Complete step by step answer:
In this question, we have given a circuit in which $3\;{\text{A}}$ of current is flowing through a $2\;\Omega $ resistor. We need to calculate the power dissipated in the $5\;\Omega $ resistor.

Let we denote or represent the potential by \[V\] and represent the resistance of the circuit by \[R\] and represent the current that is flowing in the circuit by \[I\].
So, to calculate the voltage across the \[2\;\Omega \] resistor, we should know Ohm's law. The Ohm’s law says that voltage or potential difference between the two points is directly proportional to the current and directly proportional to the resistance of the circuit. So,
\[ \Rightarrow V = IR\]

Now, we calculate the voltage by substituting the values of current and resistance as,
\[ \Rightarrow V = 3 \times 2\]

After Simplification we get,
\[ \Rightarrow V = 6\;{\text{V}}\]
From the given diagram all the resistors are in parallel except $1\;\Omega $ and $5\;\Omega $resistors which are in series. As we know that if the resistors are in parallel arrangement then the voltage difference across each resistor will be the same.

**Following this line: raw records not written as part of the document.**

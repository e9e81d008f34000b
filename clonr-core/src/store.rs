//! Durable crawl state for one target host.
//!
//! Layout under `<output_root>/.clonr/<host>/`:
//!
//! - `tree.json`    crawl tree, recursive `{url, depth, seq, children}`
//! - `visited.json` JSON array of URLs whose discovery is complete
//! - `done.txt`     newline-delimited URLs whose mirror is on disk
//! - `urls.txt`     every discovered URL in mirror order
//!
//! Every write replaces the whole file through a temp file and a rename in
//! the same directory, so a crash leaves either the old or the new version.
//! Two processes sharing one state directory are not supported.

use clonr_scanner::{NormalizedUrl, UrlNormalizer};
use std::fs;
use std::io::{self, Write};
use std::path::{Path, PathBuf};
use tempfile::NamedTempFile;
use tracing::debug;

use crate::error::{CoreError, Result};
use crate::tree::{CrawlTree, TreeRecord};
use crate::urlset::{DoneSet, UrlSet, VisitedSet};

pub const STATE_DIR: &str = ".clonr";
pub const TREE_FILE: &str = "tree.json";
pub const VISITED_FILE: &str = "visited.json";
pub const DONE_FILE: &str = "done.txt";
pub const URL_LIST_FILE: &str = "urls.txt";

pub struct StateStore {
    dir: PathBuf,
    normalizer: UrlNormalizer,
}

/// Everything persisted for a host, loaded in one go.
#[derive(Debug, Clone, Default)]
pub struct StateSnapshot {
    pub tree: Option<CrawlTree>,
    pub visited: VisitedSet,
    pub done: DoneSet,
}

pub fn state_dir_for(output_root: &Path, host: &str) -> PathBuf {
    output_root.join(STATE_DIR).join(host)
}

impl StateStore {
    /// Open (creating if needed) the state directory.
    pub fn open(dir: impl Into<PathBuf>, normalizer: UrlNormalizer) -> Result<Self> {
        let dir = dir.into();
        fs::create_dir_all(&dir).map_err(|e| {
            CoreError::Setup(format!(
                "cannot create state directory {}: {}",
                dir.display(),
                e
            ))
        })?;
        Ok(Self { dir, normalizer })
    }

    pub fn dir(&self) -> &Path {
        &self.dir
    }

    pub fn path(&self, file: &str) -> PathBuf {
        self.dir.join(file)
    }

    pub fn load_tree(&self) -> Result<Option<CrawlTree>> {
        let path = self.path(TREE_FILE);
        let Some(content) = read_optional(&path)? else {
            return Ok(None);
        };
        let record: TreeRecord = serde_json::from_str(&content).map_err(|e| CoreError::Corrupt {
            path: path.clone(),
            reason: e.to_string(),
        })?;
        let tree = CrawlTree::from_record(&record, &self.normalizer)
            .map_err(|reason| CoreError::Corrupt { path, reason })?;
        Ok(Some(tree))
    }

    pub fn save_tree(&self, tree: &CrawlTree) -> Result<()> {
        let path = self.path(TREE_FILE);
        let Some(record) = tree.to_record() else {
            return Ok(());
        };
        let json = serde_json::to_string_pretty(&record).map_err(|e| CoreError::Persistence {
            path: path.clone(),
            source: io::Error::other(e),
        })?;
        write_state(&path, json.as_bytes())
    }

    pub fn load_visited(&self) -> Result<VisitedSet> {
        let path = self.path(VISITED_FILE);
        let Some(content) = read_optional(&path)? else {
            return Ok(UrlSet::new());
        };
        let raw: Vec<String> = serde_json::from_str(&content).map_err(|e| CoreError::Corrupt {
            path: path.clone(),
            reason: e.to_string(),
        })?;
        self.normalize_all(&path, raw.iter().map(String::as_str))
    }

    pub fn save_visited(&self, visited: &VisitedSet) -> Result<()> {
        let path = self.path(VISITED_FILE);
        let urls: Vec<&str> = visited.iter().map(NormalizedUrl::as_str).collect();
        let json = serde_json::to_string_pretty(&urls).map_err(|e| CoreError::Persistence {
            path: path.clone(),
            source: io::Error::other(e),
        })?;
        write_state(&path, json.as_bytes())
    }

    pub fn load_done(&self) -> Result<DoneSet> {
        let path = self.path(DONE_FILE);
        let Some(content) = read_optional(&path)? else {
            return Ok(UrlSet::new());
        };
        self.normalize_all(
            &path,
            content.lines().map(str::trim).filter(|l| !l.is_empty()),
        )
    }

    pub fn save_done(&self, done: &DoneSet) -> Result<()> {
        write_state(&self.path(DONE_FILE), join_lines(done.iter()).as_bytes())
    }

    /// Export of the discovered URLs in the order mirroring visits them.
    pub fn save_url_list(&self, tree: &CrawlTree) -> Result<()> {
        let nodes = tree.depth_first();
        let content = join_lines(nodes.iter().map(|n| &n.url));
        write_state(&self.path(URL_LIST_FILE), content.as_bytes())
    }

    /// Discovery checkpoint. The tree goes first so the visited set on disk
    /// never names a URL the tree on disk lacks.
    pub fn checkpoint_discovery(&self, tree: &CrawlTree, visited: &VisitedSet) -> Result<()> {
        self.save_tree(tree)?;
        self.save_visited(visited)?;
        debug!(
            "Checkpointed discovery: {} nodes, {} visited",
            tree.len(),
            visited.len()
        );
        Ok(())
    }

    pub fn snapshot(&self) -> Result<StateSnapshot> {
        Ok(StateSnapshot {
            tree: self.load_tree()?,
            visited: self.load_visited()?,
            done: self.load_done()?,
        })
    }

    fn normalize_all<'a>(
        &self,
        path: &Path,
        raw: impl Iterator<Item = &'a str>,
    ) -> Result<UrlSet> {
        let mut set = UrlSet::new();
        for entry in raw {
            let url = self.normalizer.normalize(entry).map_err(|e| CoreError::Corrupt {
                path: path.to_path_buf(),
                reason: e.to_string(),
            })?;
            set.insert(url);
        }
        Ok(set)
    }
}

fn join_lines<'a>(urls: impl Iterator<Item = &'a NormalizedUrl>) -> String {
    let mut out = String::new();
    for url in urls {
        out.push_str(url.as_str());
        out.push('\n');
    }
    out
}

fn read_optional(path: &Path) -> Result<Option<String>> {
    match fs::read_to_string(path) {
        Ok(content) => Ok(Some(content)),
        Err(e) if e.kind() == io::ErrorKind::NotFound => Ok(None),
        Err(e) => Err(CoreError::Corrupt {
            path: path.to_path_buf(),
            reason: e.to_string(),
        }),
    }
}

fn write_state(path: &Path, contents: &[u8]) -> Result<()> {
    atomic_write(path, contents).map_err(|source| CoreError::Persistence {
        path: path.to_path_buf(),
        source,
    })
}

/// Write `contents` to `path` via a synced temp file renamed into place.
pub fn atomic_write(path: &Path, contents: &[u8]) -> io::Result<()> {
    let dir = path
        .parent()
        .filter(|p| !p.as_os_str().is_empty())
        .unwrap_or_else(|| Path::new("."));
    fs::create_dir_all(dir)?;
    let mut temp = NamedTempFile::new_in(dir)?;
    temp.write_all(contents)?;
    temp.flush()?;
    temp.as_file().sync_all()?;
    temp.persist(path).map_err(|e| e.error)?;
    Ok(())
}
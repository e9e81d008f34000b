use std::time::Duration;
use thiserror::Error;

#[derive(Error, Debug)]
pub enum ScanError {
    #[error("Invalid URL: {0}")]
    InvalidUrl(String),

    #[error("Render of {url} timed out after {timeout:?}")]
    RenderTimeout { url: String, timeout: Duration },

    #[error("Render failed: {0}")]
    RenderError(String),

    #[error("Asset fetch failed: {0}")]
    FetchError(String),

    #[error("HTTP request failed: {0}")]
    HttpError(#[from] reqwest::Error),

    #[error("IO error: {0}")]
    IoError(#[from] std::io::Error),

    #[error("Other error: {0}")]
    Other(String),
}

impl ScanError {
    /// Whether another attempt at the same operation could succeed.
    /// A malformed URL never becomes valid on retry.
    pub fn is_transient(&self) -> bool {
        !matches!(self, ScanError::InvalidUrl(_))
    }
}

pub type Result<T> = std::result::Result<T, ScanError>;
use clonr_scanner::{
    Fetcher, HttpFetcher, HttpSessionFactory, NormalizedUrl, ProxyRotation, ProxySource,
    RendererFactory,
};
use serde::Serialize;
use std::sync::Arc;
use tracing::info;

use crate::config::MirrorConfig;
use crate::discover::Discovery;
use crate::error::{CoreError, Result};
use crate::events::ProgressCallback;
use crate::mirror::CloneOrchestrator;
use crate::store::{StateSnapshot, StateStore};

/// Final counts for one run.
#[derive(Debug, Clone, Default, Serialize)]
pub struct RunSummary {
    pub pages_discovered: usize,
    pub pages_visited: usize,
    pub newly_visited: usize,
    pub newly_mirrored: usize,
    pub already_done: usize,
    pub total_done: usize,
    pub skipped: Vec<String>,
    pub collect_only: bool,
}

/// Discover, then (unless collect-only) mirror.
///
/// Only setup and persistence problems are returned as errors; page-level
/// failures are logged and counted.
pub async fn execute_clone(
    config: &MirrorConfig,
    factory: &dyn RendererFactory,
    fetcher: &dyn Fetcher,
    progress: Option<ProgressCallback>,
) -> Result<RunSummary> {
    config.validate()?;

    std::fs::create_dir_all(&config.output_root).map_err(|e| {
        CoreError::Setup(format!(
            "cannot create output directory {}: {}",
            config.output_root.display(),
            e
        ))
    })?;
    let store = StateStore::open(config.state_dir(), config.normalizer())?;

    let discovery = Discovery::new(config, &store)
        .with_progress(progress.clone())
        .run(factory)
        .await?;

    store.save_url_list(&discovery.tree)?;

    let mut summary = RunSummary {
        pages_discovered: discovery.tree.len(),
        pages_visited: discovery.visited.len(),
        newly_visited: discovery.newly_visited,
        collect_only: config.collect_only,
        ..RunSummary::default()
    };

    if config.collect_only {
        let done = store.load_done()?;
        summary.total_done = discovery
            .tree
            .insertion_order()
            .filter(|node| done.contains(&node.url))
            .count();
        summary.already_done = summary.total_done;
        info!(
            "Collect-only run: {} URL(s) written to {}",
            summary.pages_discovered,
            store.dir().display()
        );
        return Ok(summary);
    }

    let outcome = CloneOrchestrator::new(config, &store, factory, fetcher)
        .with_progress(progress)
        .run(&discovery.tree)
        .await?;

    summary.newly_mirrored = outcome.cloned.len();
    summary.already_done = outcome.already_done;
    summary.total_done = outcome.already_done + outcome.cloned.len();
    summary.skipped = outcome
        .skipped
        .iter()
        .map(NormalizedUrl::to_string)
        .collect();

    info!(
        "Run finished: {} discovered, {} mirrored this run, {} done in total, {} skipped",
        summary.pages_discovered,
        summary.newly_mirrored,
        summary.total_done,
        summary.skipped.len()
    );
    Ok(summary)
}

/// [`execute_clone`] with the HTTP renderer, fetcher and optional proxy list.
pub async fn execute_http_clone(
    config: &MirrorConfig,
    progress: Option<ProgressCallback>,
) -> Result<RunSummary> {
    let proxies: Arc<dyn ProxySource> = match &config.proxy_file {
        Some(path) => Arc::new(ProxyRotation::load(path)?),
        None => Arc::new(ProxyRotation::empty()),
    };
    let factory = HttpSessionFactory::new(config.user_agent.clone(), proxies);
    let fetcher = HttpFetcher::new(&config.user_agent, config.asset_timeout)?;

    execute_clone(config, &factory, &fetcher, progress).await
}

/// Persisted state for the configured seed, or `None` if nothing was ever
/// recorded. Never creates directories.
pub fn load_state(config: &MirrorConfig) -> Result<Option<StateSnapshot>> {
    let dir = config.state_dir();
    if !dir.is_dir() {
        return Ok(None);
    }
    let store = StateStore::open(dir, config.normalizer())?;
    Ok(Some(store.snapshot()?))
}
// src/panic.rs
//
// no_std 用 panic ハンドラ。
// - 挙動は「緊急出力（ロック無し） → CPU 停止」に固定する。
// - logging / VGA は使わない（Mutex を握ったまま panic した場合に詰まる）
// - 二重 panic は即停止
// - message の文字列化は行わない。位置は行と列だけ出す。

use core::panic::PanicInfo;
use core::sync::atomic::{AtomicBool, Ordering};

use x86_64::instructions::interrupts;
use x86_64::instructions::port::Port;

use pagemap_bridge::arch;

static PANIC_IN_PROGRESS: AtomicBool = AtomicBool::new(false);

const DEBUGCON: u16 = 0xE9;
const COM1_DATA: u16 = 0x3F8;
const COM1_LSR: u16 = 0x3FD;
const LSR_THR_EMPTY: u8 = 0x20;

fn emergency_write_byte(b: u8) {
    unsafe {
        Port::<u8>::new(DEBUGCON).write(b);

        let mut lsr = Port::<u8>::new(COM1_LSR);
        let mut data = Port::<u8>::new(COM1_DATA);
        for _ in 0..10_000 {
            if (lsr.read() & LSR_THR_EMPTY) != 0 {
                break;
            }
        }
        data.write(b);
    }
}

fn emergency_write_str(s: &str) {
    s.bytes().for_each(emergency_write_byte);
}

fn emergency_write_dec(mut v: u64) {
    let mut buf = [0u8; 20];
    let mut i = buf.len();
    loop {
        i -= 1;
        buf[i] = b'0' + (v % 10) as u8;
        v /= 10;
        if v == 0 {
            break;
        }
    }
    buf[i..].iter().copied().for_each(emergency_write_byte);
}

#[panic_handler]
fn panic(info: &PanicInfo) -> ! {
    interrupts::disable();

    if PANIC_IN_PROGRESS.swap(true, Ordering::AcqRel) {
        emergency_write_str("[PANIC] re-entered => halt\n");
        arch::halt_loop();
    }

    emergency_write_str("[PANIC] pagemap-bridge panic\n");

    match info.location() {
        Some(loc) => {
            emergency_write_str("[PANIC] at ");
            emergency_write_str(loc.file());
            emergency_write_str(":");
            emergency_write_dec(loc.line() as u64);
            emergency_write_str(":");
            emergency_write_dec(loc.column() as u64);
            emergency_write_str("\n");
        }
        None => emergency_write_str("[PANIC] location unknown\n"),
    }

    arch::halt_loop()
}
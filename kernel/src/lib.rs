// src/lib.rs
//
// pagemap-bridge
//
// 役割:
// - /proc/<pid>/pagemap エントリのビット配置（codec）
// - pfn → direct map 上のカーネル仮想アドレス（bridge）と、その C ABI export
// - 上の 2 つをつなぐ resolve と、起動時セルフテスト
//
// no_std が基本。単体テスト時だけ std を使う（ホストで cargo test を回すため）。

#![cfg_attr(not(test), no_std)]

pub mod arch;
pub mod bridge;
pub mod logging;
pub mod mem;
pub mod resolve;
pub mod trace;

#[cfg(feature = "self_test")]
pub mod selftest;
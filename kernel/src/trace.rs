// src/trace.rs
//
// 低コスト trace（観測性）を 1 箇所に集約する。
// - pagemap エントリのデコード結果
// - bridge での pfn → 仮想アドレス変換
//
// 設計方針:
// - logging 側に新 API を要求しない（info / info_hex のみで完結）
// - heap 確保なし（固定文字列 + u64）
// - feature off の時は関数だけ残して中身を消す（呼び出し側に cfg を書かせない）
//
// feature:
// - bridge_trace: decode / translate ごとに 1 行ずつ出す

use crate::mem::pagemap::PagemapEntry;

/// decode 1 回分
#[inline(always)]
pub fn trace_decode(entry: &PagemapEntry) {
    #[cfg(feature = "bridge_trace")]
    {
        use crate::mem::pagemap::PagemapStatus;

        match entry.status() {
            PagemapStatus::Present => crate::logging::info("pagemap_trace status=present"),
            PagemapStatus::Swapped => crate::logging::info("pagemap_trace status=swapped"),
            PagemapStatus::Reserved(_) => crate::logging::info("pagemap_trace status=reserved"),
        }
        crate::logging::info_hex("raw", entry.raw());
        crate::logging::info_hex("frame", entry.frame_number());
    }
    #[cfg(not(feature = "bridge_trace"))]
    {
        let _ = entry;
    }
}

/// bridge の変換 1 回分
#[inline(always)]
pub fn trace_translate(pfn: u64, virt: u64) {
    #[cfg(feature = "bridge_trace")]
    {
        crate::logging::info("bridge_trace pfn_to_virt");
        crate::logging::info_hex("pfn", pfn);
        crate::logging::info_hex("virt", virt);
    }
    #[cfg(not(feature = "bridge_trace"))]
    {
        let _ = pfn;
        let _ = virt;
    }
}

Now, we calculate the current flowing through the \[1\;\Omega \] resistor and the \[5\;\Omega \] resistor.
To calculate the current in the circuit, use the Ohm’s law,
\[ \Rightarrow V = {I_3}{R_e}\]
Here, the current flowing through the \[1\;\Omega \] resistor and the \[5\;\Omega \] resistor is ${I_3}$ and the equivalent resistance that is ${R_e} = 5 + 1 = 6\;\Omega $.
Now we obtain the value of current from the above expression.
\[ \Rightarrow {I_3} = \dfrac{V}{{{R_e}}}\]
Now we substitute the values in the above equation as,
\[ \Rightarrow {I_3} = \dfrac{6}{{5 + 1}}\]

Now, we calculate the value of current from the above expression as
\[\therefore {I_3} = 1\;{\text{A}}\]

The current flowing through the \[1\;\Omega \] resistor and the \[5\;\Omega \] resistor is \[1\;{\text{A}}\]. As we know that the power dissipation that is $\left( i \right)$ in a resistor is equal to the product of square of the current and the resistance.
\[ \Rightarrow i = I_3^2R\]
Now, we substitute the values in the above expression as,
\[ \Rightarrow i = {1^2} \times 5\]
After simplification we get,
\[\therefore i = 5\;{\text{Watt}}\]

Therefore, the power dissipated through the\[5\;\Omega \] resistor is \[5\;{\text{W}}\].
Hence, the correct option is (B).


Note: As we know that, if the resistors are in parallel the voltage across each resistor will be the same and if the resistors are in series then the current flowing through each resistor will be same and the voltage will be different.